───── Data for this exercise ─────

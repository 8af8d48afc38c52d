//! # Overview
//! "mapsim" provides the random variate engine of a discrete event
//! simulation: stochastic processes whose parameters are derived from
//! continuous-time Markov chain generators, for Rust- and npm-based
//! simulation products and projects.
//!
//! This repository contains:
//!
//! * Random variable framework, covering elementary distributions and the
//! Markovian Arrival Process, Phase-Type, MMPP2, Coxian and
//! Hyperexponential families, each with validated, derived parameters.
//! * Burst interval controller, a renewal process alternating between two
//! interval types and coordinating boundaries with an event scheduler.
//! * Output analysis tools, for checking generated variates statistically.
//! * Simulator interfaces, the event scheduling seam consumed by stateful
//! random variables.
//!
//! mapsim is compatible with a wide variety of compilation targets,
//! including WASM.  mapsim does not require nightly Rust.
pub mod input_modeling;
pub mod output_analysis;
pub mod simulator;
pub mod utils;
pub mod web;
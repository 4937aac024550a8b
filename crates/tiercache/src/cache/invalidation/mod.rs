//! Cross-instance invalidation.
//!
//! Evictions and clears are published as one line of text on a shared
//! channel. Every instance runs a subscriber that applies the message to its
//! own L1 stores; shared stores are already consistent.

mod publisher;
mod subscriber;

pub use publisher::ChannelPublisher;
pub use subscriber::InvalidationSubscriber;
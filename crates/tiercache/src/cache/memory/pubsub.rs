//! In-memory pub/sub transport.
//!
//! Delivers invalidation payloads between components of one process using
//! tokio broadcast channels. Stands in for Redis in single-instance
//! deployments and tests.

use std::collections::HashMap;
use std::sync::Arc;

use async_trait::async_trait;
use tokio::sync::{broadcast, RwLock};

use tiercache_core::cache::{PubSubTransport, Result};

/// Channel capacity for pub/sub messages.
const CHANNEL_CAPACITY: usize = 100;

/// In-memory pub/sub transport with one broadcast channel per channel name.
#[derive(Debug, Clone)]
pub struct MemoryPubSub {
    channels: Arc<RwLock<HashMap<String, broadcast::Sender<String>>>>,
}

impl MemoryPubSub {
    /// Creates a new empty pub/sub instance.
    pub fn new() -> Self {
        Self {
            channels: Arc::new(RwLock::new(HashMap::new())),
        }
    }

    /// Gets or creates the sender for `channel`.
    async fn get_or_create_channel(&self, channel: &str) -> broadcast::Sender<String> {
        // Try read lock first to avoid write contention
        {
            let channels = self.channels.read().await;
            if let Some(sender) = channels.get(channel) {
                return sender.clone();
            }
        }

        let mut channels = self.channels.write().await;

        // Double-check after acquiring write lock
        if let Some(sender) = channels.get(channel) {
            return sender.clone();
        }

        let (sender, _) = broadcast::channel(CHANNEL_CAPACITY);
        channels.insert(channel.to_string(), sender.clone());
        sender
    }
}

impl Default for MemoryPubSub {
    fn default() -> Self {
        Self::new()
    }
}

#[async_trait]
impl PubSubTransport for MemoryPubSub {
    async fn publish(&self, channel: &str, payload: &str) -> Result<()> {
        let sender = self.get_or_create_channel(channel).await;

        // No receivers just means nobody is listening yet.
        let _ = sender.send(payload.to_string());

        Ok(())
    }

    async fn subscribe(&self, channel: &str) -> Result<broadcast::Receiver<String>> {
        let sender = self.get_or_create_channel(channel).await;
        Ok(sender.subscribe())
    }
}

#[cfg(test)]
mod tests {
    use super::*;

    #[tokio::test]
    async fn test_publish_and_subscribe() {
        let pubsub = MemoryPubSub::new();

        let mut receiver = pubsub.subscribe("cache-invalidate").await.unwrap();
        pubsub
            .publish("cache-invalidate", "EVICT price p1")
            .await
            .unwrap();

        assert_eq!(receiver.recv().await.unwrap(), "EVICT price p1");
    }

    #[tokio::test]
    async fn test_multiple_subscribers() {
        let pubsub = MemoryPubSub::new();

        let mut receiver1 = pubsub.subscribe("cache-invalidate").await.unwrap();
        let mut receiver2 = pubsub.subscribe("cache-invalidate").await.unwrap();
        pubsub.publish("cache-invalidate", "CLEAR_ALL").await.unwrap();

        assert_eq!(receiver1.recv().await.unwrap(), "CLEAR_ALL");
        assert_eq!(receiver2.recv().await.unwrap(), "CLEAR_ALL");
    }

    #[tokio::test]
    async fn test_channels_are_isolated() {
        let pubsub = MemoryPubSub::new();

        let mut receiver = pubsub.subscribe("a").await.unwrap();
        pubsub.publish("b", "CLEAR price").await.unwrap();
        pubsub.publish("a", "CLEAR stock").await.unwrap();

        assert_eq!(receiver.recv().await.unwrap(), "CLEAR stock");
    }

    #[tokio::test]
    async fn test_publish_no_subscribers() {
        let pubsub = MemoryPubSub::new();
        assert!(pubsub.publish("cache-invalidate", "CLEAR_ALL").await.is_ok());
    }

    #[tokio::test]
    async fn test_channel_reuse() {
        let pubsub = MemoryPubSub::new();

        let _receiver1 = pubsub.subscribe("cache-invalidate").await.unwrap();
        let _receiver2 = pubsub.subscribe("cache-invalidate").await.unwrap();

        let channels = pubsub.channels.read().await;
        assert_eq!(channels.len(), 1);
    }
}
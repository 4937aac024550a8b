mod breaker;
mod entry;
mod error;
mod keys;
mod message;
mod traits;

pub use breaker::{Admission, BreakerMachine, BreakerSettings, CircuitState, Transition};
pub use entry::{soft_ttl, CacheEntry, MIN_SOFT_TTL};
pub use error::{CacheError, Result};
pub use keys::{shared_key, tracking_key, DEFAULT_INVALIDATION_CHANNEL, KEY_SEPARATOR};
pub use message::InvalidationMessage;
pub use traits::{
    loader, BoxError, Cache, CacheExt, InvalidationPublisher, Loader, PubSubTransport, Store,
    StoreProvider,
};
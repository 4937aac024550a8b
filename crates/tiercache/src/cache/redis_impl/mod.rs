//! Redis backends.
//!
//! Provides the shared level for multi-instance deployments and the pub/sub
//! transport that carries invalidation messages between instances.

mod error;
mod pubsub;
mod store;

pub use error::map_redis_error;
pub use pubsub::RedisPubSub;
pub use store::{RedisStore, RedisStoreProvider};
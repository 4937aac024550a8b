use std::fmt;
use std::str::FromStr;

use super::CacheError;

const OP_EVICT: &str = "EVICT";
const OP_CLEAR: &str = "CLEAR";
const OP_CLEAR_ALL: &str = "CLEAR_ALL";

/// A cross-instance invalidation event.
///
/// The wire form is a single whitespace-delimited line:
///
/// ```text
/// EVICT <cacheName> <key>
/// CLEAR <cacheName>
/// CLEAR_ALL
/// ```
///
/// Opcodes are case-insensitive on the way in and upper-case on the way out.
/// Tokens past the expected arguments are ignored, so keys cannot contain
/// whitespace.
#[derive(Debug, Clone, PartialEq, Eq)]
pub enum InvalidationMessage {
    Evict { cache: String, key: String },
    Clear { cache: String },
    ClearAll,
}

impl InvalidationMessage {
    pub fn evict(cache: impl Into<String>, key: impl Into<String>) -> Self {
        Self::Evict {
            cache: cache.into(),
            key: key.into(),
        }
    }

    pub fn clear(cache: impl Into<String>) -> Self {
        Self::Clear {
            cache: cache.into(),
        }
    }

    /// Returns false when peers would parse the wire form into a different
    /// message, i.e. a cache name or key is empty or contains whitespace.
    pub fn is_wire_safe(&self) -> bool {
        fn token(s: &str) -> bool {
            !s.is_empty() && !s.contains(char::is_whitespace)
        }
        match self {
            Self::Evict { cache, key } => token(cache) && token(key),
            Self::Clear { cache } => token(cache),
            Self::ClearAll => true,
        }
    }

    /// Lower-case operation label, used for logs and metrics.
    pub fn operation(&self) -> &'static str {
        match self {
            Self::Evict { .. } => "evict",
            Self::Clear { .. } => "clear",
            Self::ClearAll => "clear_all",
        }
    }
}

impl fmt::Display for InvalidationMessage {
    fn fmt(&self, f: &mut fmt::Formatter<'_>) -> fmt::Result {
        match self {
            Self::Evict { cache, key } => write!(f, "{} {} {}", OP_EVICT, cache, key),
            Self::Clear { cache } => write!(f, "{} {}", OP_CLEAR, cache),
            Self::ClearAll => f.write_str(OP_CLEAR_ALL),
        }
    }
}

impl FromStr for InvalidationMessage {
    type Err = CacheError;

    fn from_str(s: &str) -> Result<Self, Self::Err> {
        let mut parts = s.split_whitespace();
        let Some(op) = parts.next() else {
            return Err(CacheError::MalformedMessage("empty message".to_string()));
        };

        match op.to_ascii_uppercase().as_str() {
            OP_CLEAR_ALL => Ok(Self::ClearAll),
            OP_CLEAR => match parts.next() {
                Some(cache) => Ok(Self::clear(cache)),
                None => Err(CacheError::MalformedMessage(format!(
                    "CLEAR requires <cacheName>: {}",
                    s.trim()
                ))),
            },
            OP_EVICT => match (parts.next(), parts.next()) {
                (Some(cache), Some(key)) => Ok(Self::evict(cache, key)),
                _ => Err(CacheError::MalformedMessage(format!(
                    "EVICT requires <cacheName> <key>: {}",
                    s.trim()
                ))),
            },
            other => Err(CacheError::MalformedMessage(format!(
                "unknown operation: {}",
                other
            ))),
        }
    }
}

#[cfg(test)]
mod tests {
    use super::*;

    #[test]
    fn test_parse_evict() {
        let msg: InvalidationMessage = "EVICT price p1".parse().unwrap();
        assert_eq!(msg, InvalidationMessage::evict("price", "p1"));
    }

    #[test]
    fn test_parse_is_case_insensitive_and_trims() {
        let msg: InvalidationMessage = "  clear\tprice \n".parse().unwrap();
        assert_eq!(msg, InvalidationMessage::clear("price"));

        let msg: InvalidationMessage = "Clear_All".parse().unwrap();
        assert_eq!(msg, InvalidationMessage::ClearAll);
    }

    #[test]
    fn test_whitespace_in_key_is_not_wire_safe() {
        let msg = InvalidationMessage::evict("price", "a b");
        assert!(!msg.is_wire_safe());
        // Peers would evict "a" instead.
        assert_eq!(
            msg.to_string().parse::<InvalidationMessage>().unwrap(),
            InvalidationMessage::evict("price", "a")
        );

        assert!(!InvalidationMessage::evict("price", "").is_wire_safe());
        assert!(!InvalidationMessage::clear("price list").is_wire_safe());
        assert!(InvalidationMessage::evict("price", "a::b").is_wire_safe());
        assert!(InvalidationMessage::ClearAll.is_wire_safe());
    }

    #[test]
    fn test_parse_ignores_extra_tokens() {
        let msg: InvalidationMessage = "EVICT price p1 trailing".parse().unwrap();
        assert_eq!(msg, InvalidationMessage::evict("price", "p1"));
    }

    #[test]
    fn test_parse_rejects_missing_arguments() {
        assert!(matches!(
            "EVICT price".parse::<InvalidationMessage>(),
            Err(CacheError::MalformedMessage(_))
        ));
        assert!(matches!(
            "CLEAR".parse::<InvalidationMessage>(),
            Err(CacheError::MalformedMessage(_))
        ));
    }

    #[test]
    fn test_parse_rejects_unknown_and_empty() {
        let err = "UNKNOWN price k1".parse::<InvalidationMessage>().unwrap_err();
        assert_eq!(
            err,
            CacheError::MalformedMessage("unknown operation: UNKNOWN".to_string())
        );
        assert!("".parse::<InvalidationMessage>().is_err());
        assert!("   ".parse::<InvalidationMessage>().is_err());
    }

    #[test]
    fn test_display_matches_wire_format() {
        assert_eq!(
            InvalidationMessage::evict("price", "p1").to_string(),
            "EVICT price p1"
        );
        assert_eq!(InvalidationMessage::clear("price").to_string(), "CLEAR price");
        assert_eq!(InvalidationMessage::ClearAll.to_string(), "CLEAR_ALL");
    }
}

─────

■ What is being asked ■
The answer must consist of every line from the entries that holds the string "filename".

■ Response box ■
filename crates/tiercache/src/cache/invalidation/mod.rs
filename crates/tiercache/src/cache/memory/pubsub.rs
filename crates/tiercache/src/cache/redis_impl/mod.rs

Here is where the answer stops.